### SOURCE DATA
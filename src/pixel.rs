//! Packed pixel cells.
//!
//! Decoded images and presentable surfaces share one layout: four bytes per
//! pixel in the order alpha, blue, green, red (`Abgr8`). Alpha is always
//! opaque since the source format has no transparency.

use rgb::RGB8;

/// Bytes per packed pixel cell.
pub const BYTES_PER_PIXEL: usize = 4;

/// Alpha value written to every cell.
pub const OPAQUE: u8 = 255;

/// Pack an RGB sample into an `Abgr8` cell.
#[inline]
pub fn pack_abgr(px: RGB8) -> [u8; BYTES_PER_PIXEL] {
    [OPAQUE, px.b, px.g, px.r]
}

/// Recover the RGB sample from an `Abgr8` cell.
#[inline]
pub fn unpack_abgr(cell: [u8; BYTES_PER_PIXEL]) -> RGB8 {
    RGB8::new(cell[3], cell[2], cell[1])
}

/// Convert an `Abgr8` cell to a `0x00RRGGBB` word.
///
/// Read little-endian, the cell is `0xRRGGBBAA`; shifting out the alpha byte
/// leaves the xRGB word that software framebuffers expect.
#[inline]
pub fn abgr_to_xrgb(cell: [u8; BYTES_PER_PIXEL]) -> u32 {
    u32::from_le_bytes(cell) >> 8
}

#[cfg(test)]
mod tests {
    use super::*;

    #[test]
    fn pack_order_is_alpha_blue_green_red() {
        assert_eq!(pack_abgr(RGB8::new(1, 2, 3)), [255, 3, 2, 1]);
    }

    #[test]
    fn unpack_inverts_pack() {
        for px in [
            RGB8::new(0, 0, 0),
            RGB8::new(255, 0, 0),
            RGB8::new(0, 255, 0),
            RGB8::new(0, 0, 255),
            RGB8::new(12, 200, 99),
        ] {
            assert_eq!(unpack_abgr(pack_abgr(px)), px);
        }
    }

    #[test]
    fn xrgb_word() {
        assert_eq!(abgr_to_xrgb(pack_abgr(RGB8::new(0x12, 0x34, 0x56))), 0x0012_3456);
        assert_eq!(abgr_to_xrgb(pack_abgr(RGB8::new(0, 0, 255))), 0x0000_00ff);
    }
}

### TASK BRIEF
Make an exact copy of the whole listing, so that no line is lost.

### ANSWER FOR THIS EXERCISE
filename src/pixel.rs
//! Packed pixel cells.
//!
//! Decoded images and presentable surfaces share one layout: four bytes per
//! pixel in the order alpha, blue, green, red (`Abgr8`). Alpha is always
//! opaque since the source format has no transparency.

use rgb::RGB8;

/// Bytes per packed pixel cell.
pub const BYTES_PER_PIXEL: usize = 4;

/// Alpha value written to every cell.
pub const OPAQUE: u8 = 255;

/// Pack an RGB sample into an `Abgr8` cell.
#[inline]
pub fn pack_abgr(px: RGB8) -> [u8; BYTES_PER_PIXEL] {
    [OPAQUE, px.b, px.g, px.r]
}

/// Recover the RGB sample from an `Abgr8` cell.
#[inline]
pub fn unpack_abgr(cell: [u8; BYTES_PER_PIXEL]) -> RGB8 {
    RGB8::new(cell[3], cell[2], cell[1])
}

/// Convert an `Abgr8` cell to a `0x00RRGGBB` word.
///
/// Read little-endian, the cell is `0xRRGGBBAA`; shifting out the alpha byte
/// leaves the xRGB word that software framebuffers expect.
#[inline]
pub fn abgr_to_xrgb(cell: [u8; BYTES_PER_PIXEL]) -> u32 {
    u32::from_le_bytes(cell) >> 8
}

#[cfg(test)]
mod tests {
    use super::*;

    #[test]
    fn pack_order_is_alpha_blue_green_red() {
        assert_eq!(pack_abgr(RGB8::new(1, 2, 3)), [255, 3, 2, 1]);
    }

    #[test]
    fn unpack_inverts_pack() {
        for px in [
            RGB8::new(0, 0, 0),
            RGB8::new(255, 0, 0),
            RGB8::new(0, 255, 0),
            RGB8::new(0, 0, 255),
            RGB8::new(12, 200, 99),
        ] {
            assert_eq!(unpack_abgr(pack_abgr(px)), px);
        }
    }

    #[test]
    fn xrgb_word() {
        assert_eq!(abgr_to_xrgb(pack_abgr(RGB8::new(0x12, 0x34, 0x56))), 0x0012_3456);
        assert_eq!(abgr_to_xrgb(pack_abgr(RGB8::new(0, 0, 255))), 0x0000_00ff);
    }
}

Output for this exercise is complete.